What you will do: Your answer should be the exact lines of the data below from the one containing "fn partial4(self, t4: Self::Slot4)" through the one containing "type Swap5: Arity;"; please include nothing else.
►
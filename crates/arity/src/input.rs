//! # Inputs
//!
//! The input capability governs how the slots of a callable may be rearranged
//! before it is invoked. `InputN` builds on `Input(N-1)`, adding three
//! operations for slot `N`:
//!
//! - `composeN`: pre-process slot `N` with a one-argument transform, retyping it.
//! - `swap(N-1)`: exchange slots `N-1` and `N`.
//! - `partialN`: fix slot `N`, leaving a callable one arity lower.
//!
//! Each operation's result type is an associated type, so a `Function3`
//! composed on its first slot is still a `Function3` (rather than whatever an
//! `Input1` would be on its own).
//!
//! ```text
//! Input0              arity only
//!   └─ Input1         compose1, partial1
//!        └─ Input2    compose2, swap1, partial2
//!             └─ ...
//!                  └─ Input8   compose8, swap7, partial8
//! ```
//!
//! Only adjacent swaps are primitive. Arbitrary permutations are built by
//! chaining them.

use crate::capability::Arity;
use crate::error::Fault;

/// A callable with no inputs to manipulate.
pub trait Input0: Arity {}

/// A callable whose first slot can be composed or fixed.
pub trait Input1: Input0 {
    /// Type accepted in the first slot.
    type Slot1;

    /// Shape after the first slot has been composed with a `V -> Slot1` transform.
    type Compose1<V: 'static>: Arity;

    /// Shape left behind once the first slot is fixed.
    type Partial1: Arity;

    /// Run `before` on the first input and pass its output along.
    ///
    /// Nothing runs until the result is invoked; a fault from `before`
    /// surfaces then.
    fn compose1<V: 'static, G>(self, before: G) -> Self::Compose1<V>
    where
        G: Fn(V) -> Result<Self::Slot1, Fault> + 'static;

    /// Fix the first input to `t1`.
    ///
    /// The value is cloned into every invocation of the result.
    fn partial1(self, t1: Self::Slot1) -> Self::Partial1
    where
        Self::Slot1: Clone + 'static;
}

/// A callable whose second slot can be composed, swapped with the first, or fixed.
pub trait Input2: Input1 {
    /// Type accepted in the second slot.
    type Slot2;

    /// Shape after the second slot has been composed.
    type Compose2<V: 'static>: Arity;

    /// Shape with the first and second slots exchanged.
    type Swap1: Arity;

    /// Shape left behind once the second slot is fixed.
    type Partial2: Arity;

    /// Run `before` on the second input and pass its output along.
    fn compose2<V: 'static, G>(self, before: G) -> Self::Compose2<V>
    where
        G: Fn(V) -> Result<Self::Slot2, Fault> + 'static;

    /// Exchange the first and second slots.
    ///
    /// Applying it twice behaves exactly like the unswapped callable.
    fn swap1(self) -> Self::Swap1;

    /// Fix the second input to `t2`; the remaining inputs keep their order.
    fn partial2(self, t2: Self::Slot2) -> Self::Partial2
    where
        Self::Slot2: Clone + 'static;
}

/// A callable whose third slot can be composed, swapped with the second, or fixed.
pub trait Input3: Input2 {
    /// Type accepted in the third slot.
    type Slot3;
    /// Shape after the third slot has been composed.
    type Compose3<V: 'static>: Arity;
    /// Shape with the second and third slots exchanged.
    type Swap2: Arity;
    /// Shape left behind once the third slot is fixed.
    type Partial3: Arity;

    /// Run `before` on the third input and pass its output along.
    fn compose3<V: 'static, G>(self, before: G) -> Self::Compose3<V>
    where
        G: Fn(V) -> Result<Self::Slot3, Fault> + 'static;

    /// Exchange the second and third inputs.
    fn swap2(self) -> Self::Swap2;

    /// Fix the third input to `t3`.
    fn partial3(self, t3: Self::Slot3) -> Self::Partial3
    where
        Self::Slot3: Clone + 'static;
}

/// A callable whose fourth slot can be composed, swapped with the third, or fixed.
pub trait Input4: Input3 {
    /// Type accepted in the fourth slot.
    type Slot4;
    /// Shape after the fourth slot has been composed.
    type Compose4<V: 'static>: Arity;
    /// Shape with the third and fourth slots exchanged.
    type Swap3: Arity;
    /// Shape left behind once the fourth slot is fixed.
    type Partial4: Arity;

    /// Run `before` on the fourth input and pass its output along.
    fn compose4<V: 'static, G>(self, before: G) -> Self::Compose4<V>
    where
        G: Fn(V) -> Result<Self::Slot4, Fault> + 'static;

    /// Exchange the third and fourth inputs.
    fn swap3(self) -> Self::Swap3;

    /// Fix the fourth input to `t4`.
    fn partial4(self, t4: Self::Slot4) -> Self::Partial4
    where
        Self::Slot4: Clone + 'static;
}

/// A callable whose fifth slot can be composed, swapped with the fourth, or fixed.
pub trait Input5: Input4 {
    /// Type accepted in the fifth slot.
    type Slot5;
    /// Shape after the fifth slot has been composed.
    type Compose5<V: 'static>: Arity;
    /// Shape with the fourth and fifth slots exchanged.
    type Swap4: Arity;
    /// Shape left behind once the fifth slot is fixed.
    type Partial5: Arity;

    /// Run `before` on the fifth input and pass its output along.
    fn compose5<V: 'static, G>(self, before: G) -> Self::Compose5<V>
    where
        G: Fn(V) -> Result<Self::Slot5, Fault> + 'static;

    /// Exchange the fourth and fifth inputs.
    fn swap4(self) -> Self::Swap4;

    /// Fix the fifth input to `t5`.
    fn partial5(self, t5: Self::Slot5) -> Self::Partial5
    where
        Self::Slot5: Clone + 'static;
}

/// A callable whose sixth slot can be composed, swapped with the fifth, or fixed.
pub trait Input6: Input5 {
    /// Type accepted in the sixth slot.
    type Slot6;
    /// Shape after the sixth slot has been composed.
    type Compose6<V: 'static>: Arity;
    /// Shape with the fifth and sixth slots exchanged.
    type Swap5: Arity;
    /// Shape left behind once the sixth slot is fixed.
    type Partial6: Arity;

    /// Run `before` on the sixth input and pass its output along.
    fn compose6<V: 'static, G>(self, before: G) -> Self::Compose6<V>
    where
        G: Fn(V) -> Result<Self::Slot6, Fault> + 'static;

    /// Exchange the fifth and sixth inputs.
    fn swap5(self) -> Self::Swap5;

    /// Fix the sixth input to `t6`.
    fn partial6(self, t6: Self::Slot6) -> Self::Partial6
    where
        Self::Slot6: Clone + 'static;
}

/// A callable whose seventh slot can be composed, swapped with the sixth, or fixed.
pub trait Input7: Input6 {
    /// Type accepted in the seventh slot.
    type Slot7;
    /// Shape after the seventh slot has been composed.
    type Compose7<V: 'static>: Arity;
    /// Shape with the sixth and seventh slots exchanged.
    type Swap6: Arity;
    /// Shape left behind once the seventh slot is fixed.
    type Partial7: Arity;

    /// Run `before` on the seventh input and pass its output along.
    fn compose7<V: 'static, G>(self, before: G) -> Self::Compose7<V>
    where
        G: Fn(V) -> Result<Self::Slot7, Fault> + 'static;

    /// Exchange the sixth and seventh inputs.
    fn swap6(self) -> Self::Swap6;

    /// Fix the seventh input to `t7`.
    fn partial7(self, t7: Self::Slot7) -> Self::Partial7
    where
        Self::Slot7: Clone + 'static;
}

/// A callable whose eighth slot can be composed, swapped with the seventh, or fixed.
pub trait Input8: Input7 {
    /// Type accepted in the eighth slot.
    type Slot8;
    /// Shape after the eighth slot has been composed.
    type Compose8<V: 'static>: Arity;
    /// Shape with the seventh and eighth slots exchanged.
    type Swap7: Arity;
    /// Shape left behind once the eighth slot is fixed.
    type Partial8: Arity;

    /// Run `before` on the eighth input and pass its output along.
    fn compose8<V: 'static, G>(self, before: G) -> Self::Compose8<V>
    where
        G: Fn(V) -> Result<Self::Slot8, Fault> + 'static;

    /// Exchange the seventh and eighth inputs.
    fn swap7(self) -> Self::Swap7;

    /// Fix the eighth input to `t8`.
    fn partial8(self, t8: Self::Slot8) -> Self::Partial8
    where
        Self::Slot8: Clone + 'static;
}
impl<T1: 'static, T2: 'static, T3: 'static, T4: 'static> Runnable4<T1, T2, T3, T4> {
    /// Curry into one-input functions ending in a `Runnable1`.
    pub fn curry(self) -> Curried3<T1, T2, T3, Runnable1<T4>>
    where
        T1: Clone,
        T2: Clone,
        T3: Clone,
    {
        self.curry1()
            .and_then(|rest: Runnable3<T2, T3, T4>| Ok(rest.curry()))
    }

    curry_split!(
        /// Take the first input now and the remaining three later.
        curry1: Function1[t1: T1] => Runnable3[T2, T3, T4] []
    );

    curry_split!(
        /// Take the first two inputs now and the remaining two later.
        curry2: Function2[t1: T1, t2: T2] => Runnable2[T3, T4] []
    );

    curry_split!(
        /// Take the first three inputs now and the last one later.
        curry3: Function3[t1: T1, t2: T2, t3: T3] => Runnable1[T4] []
    );
}

// ============================================================================
// Runnable5
// ============================================================================

callable! {
    /// A side effect of five inputs.
    Runnable5[T1, T2, T3, T4, T5;](t1, t2, t3, t4, t5) -> ();
    run5, Transformer5::apply5, arity 5
}

input_level! {
    Input1 for Runnable5[T1, T2, T3, T4, T5;] {
        Slot1 = [] t1: T1 [t2: T2, t3: T3, t4: T4, t5: T5];
        compose1 => Compose1;
        partial1 => Partial1 in Runnable4;
    }
}

input_level! {
    Input2 for Runnable5[T1, T2, T3, T4, T5;] {
        Slot2 = [t1: T1] t2: T2 [t3: T3, t4: T4, t5: T5];
        compose2 => Compose2;
        partial2 => Partial2 in Runnable4;
        swap1 => Swap1 = [] t1: T1, t2: T2 [t3: T3, t4: T4, t5: T5];
    }
}

input_level! {
    Input3 for Runnable5[T1, T2, T3, T4, T5;] {
        Slot3 = [t1: T1, t2: T2] t3: T3 [t4: T4, t5: T5];
        compose3 => Compose3;
        partial3 => Partial3 in Runnable4;
        swap2 => Swap2 = [t1: T1] t2: T2, t3: T3 [t4: T4, t5: T5];
    }
}

input_level! {
    Input4 for Runnable5[T1, T2, T3, T4, T5;] {
        Slot4 = [t1: T1, t2: T2, t3: T3] t4: T4 [t5: T5];
        compose4 => Compose4;
        partial4 => Partial4 in Runnable4;
        swap3 => Swap3 = [t1: T1, t2: T2] t3: T3, t4: T4 [t5: T5];
    }
}

input_level! {
    Input5 for Runnable5[T1, T2, T3, T4, T5;] {
        Slot5 = [t1: T1, t2: T2, t3: T3, t4: T4] t5: T5 [];
        compose5 => Compose5;
        partial5 => Partial5 in Runnable4;
        swap4 => Swap4 = [t1: T1, t2: T2, t3: T3] t4: T4, t5: T5 [];
    }
}

output!(Runnable5[t1: T1, t2: T2, t3: T3, t4: T4, t5: T5;] => (), Function5);
recover!(Runnable5[t1: T1, t2: T2, t3: T3, t4: T4, t5: T5;]);
chain!(Runnable5[t1: T1, t2: T2, t3: T3, t4: T4, t5: T5]);
grow!(Runnable5[t1: T1, t2: T2, t3: T3, t4: T4, t5: T5;] => Runnable6[T6]);
//! # Capabilities
//!
//! Every callable in this crate is assembled from a handful of narrow,
//! arity-independent contracts. None of them carries data; they only decide
//! which combinators a given `(kind, arity)` value exposes.
//!
//! | Capability | Trait | Exposed by |
//! |------------|-------|------------|
//! | Arity      | [`Arity`]   | every function and runnable |
//! | Result     | [`Output`]  | functions (`R`) and runnables (`()`) |
//! | Default    | [`Recover`] | functions and runnables |
//! | Chain      | [`Chain`]   | runnables |
//! | Consume    | [`Consume`] | functions |
//!
//! ## Covariant returns
//!
//! Where a combinator produces "the same kind of thing with something
//! retyped", the produced type is an associated type of the implementing
//! callable. `Function2<A, B, R>::and_then` yields `Function2<A, B, V>`,
//! while `Runnable2<A, B>::and_then` yields `Function2<A, B, V>`.

use crate::error::Fault;

/// The number of inputs a callable accepts.
pub trait Arity {
    /// Fixed at the type level.
    const ARITY: usize;

    /// The runtime view of [`Arity::ARITY`].
    fn arity(&self) -> usize {
        Self::ARITY
    }
}

/// Result capability: chain a post-transform onto the output.
///
/// # Example
///
/// ```
/// use compositional_arity::prelude::*;
///
/// let len = Function1::new(|s: String| Ok(s.len()));
/// let doubled = len.and_then(|n| Ok(n * 2));
/// assert_eq!(doubled.apply1("abc".to_string()), Ok(6));
/// ```
pub trait Output: Sized {
    /// What the callable currently produces.
    type Value;

    /// The callable produced once `after` has been chained on.
    type Then<V: 'static>;

    /// Feed every output through `after`.
    ///
    /// A fault from either this callable or `after` reaches the caller
    /// unchanged.
    fn and_then<V: 'static, G>(self, after: G) -> Self::Then<V>
    where
        G: Fn(Self::Value) -> Result<V, Fault> + 'static;
}

/// Default capability: install a fault-recovery fallback.
///
/// The handler receives the fault raised by the guarded callable and returns
/// either a fallback or an `Option` of one. The fallback is then invoked with
/// the very same inputs. Recovery is single-level: a fault raised by the
/// fallback is not intercepted again.
///
/// A handler returning `None` raises [`Fault::Configuration`].
///
/// # Example
///
/// ```
/// use compositional_arity::prelude::*;
///
/// let div = Function2::new(|a: i32, b: i32| {
///     a.checked_div(b).ok_or_else(|| Fault::computation("division by zero"))
/// });
/// let safe = div.handle(|_| Function2::new(|_: i32, _: i32| Ok(0)));
/// assert_eq!(safe.apply2(5, 0), Ok(0));
/// assert_eq!(safe.apply2(10, 2), Ok(5));
/// ```
pub trait Recover: Sized {
    /// Guard this callable with `handler`.
    ///
    /// The inputs are cloned before the first attempt so the fallback can be
    /// invoked with them.
    fn handle<H, O>(self, handler: H) -> Self
    where
        H: Fn(Fault) -> O + 'static,
        O: Into<Option<Self>>;
}

/// Chain capability: run two same-arity operations in sequence.
///
/// Both see the same inputs. If the first faults, the second never runs.
pub trait Chain: Sized {
    /// Run `after` with the same inputs once this one has succeeded.
    fn then(self, after: Self) -> Self;
}

/// Consume capability: discard the result, keep the side effects and faults.
pub trait Consume {
    /// The side-effect-only counterpart.
    type Consumed;

    /// Drop the result of every invocation.
    fn consume(self) -> Self::Consumed;
}

/// Extract the fallback a handler produced, or fail with a configuration fault.
pub(crate) fn require_fallback<F>(fallback: impl Into<Option<F>>) -> Result<F, Fault> {
    fallback.into().ok_or_else(Fault::missing_fallback)
}

#[cfg(test)]
mod tests {
    use super::*;

    struct Pair;

    impl Arity for Pair {
        const ARITY: usize = 2;
    }

    #[test]
    fn test_arity_default_method() {
        assert_eq!(Pair.arity(), 2);
        assert_eq!(Pair::ARITY, 2);
    }

    #[test]
    fn test_require_fallback_present() {
        assert_eq!(require_fallback::<i32>(7), Ok(7));
        assert_eq!(require_fallback::<i32>(Some(7)), Ok(7));
    }

    #[test]
    fn test_require_fallback_absent() {
        let result = require_fallback::<i32>(None);
        assert_eq!(result, Err(Fault::missing_fallback()));
    }
}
◄
Answer space:
    fn partial4(self, t4: Self::Slot4) -> Self::Partial4
    where
        Self::Slot4: Clone + 'static;
}

/// A callable whose fifth slot can be composed, swapped with the fourth, or fixed.
pub trait Input5: Input4 {
    /// Type accepted in the fifth slot.
    type Slot5;
    /// Shape after the fifth slot has been composed.
    type Compose5<V: 'static>: Arity;
    /// Shape with the fourth and fifth slots exchanged.
    type Swap4: Arity;
    /// Shape left behind once the fifth slot is fixed.
    type Partial5: Arity;

    /// Run `before` on the fifth input and pass its output along.
    fn compose5<V: 'static, G>(self, before: G) -> Self::Compose5<V>
    where
        G: Fn(V) -> Result<Self::Slot5, Fault> + 'static;

    /// Exchange the fourth and fifth inputs.
    fn swap4(self) -> Self::Swap4;

    /// Fix the fifth input to `t5`.
    fn partial5(self, t5: Self::Slot5) -> Self::Partial5
    where
        Self::Slot5: Clone + 'static;
}

/// A callable whose sixth slot can be composed, swapped with the fifth, or fixed.
pub trait Input6: Input5 {
    /// Type accepted in the sixth slot.
    type Slot6;
    /// Shape after the sixth slot has been composed.
    type Compose6<V: 'static>: Arity;
    /// Shape with the fifth and sixth slots exchanged.
    type Swap5: Arity;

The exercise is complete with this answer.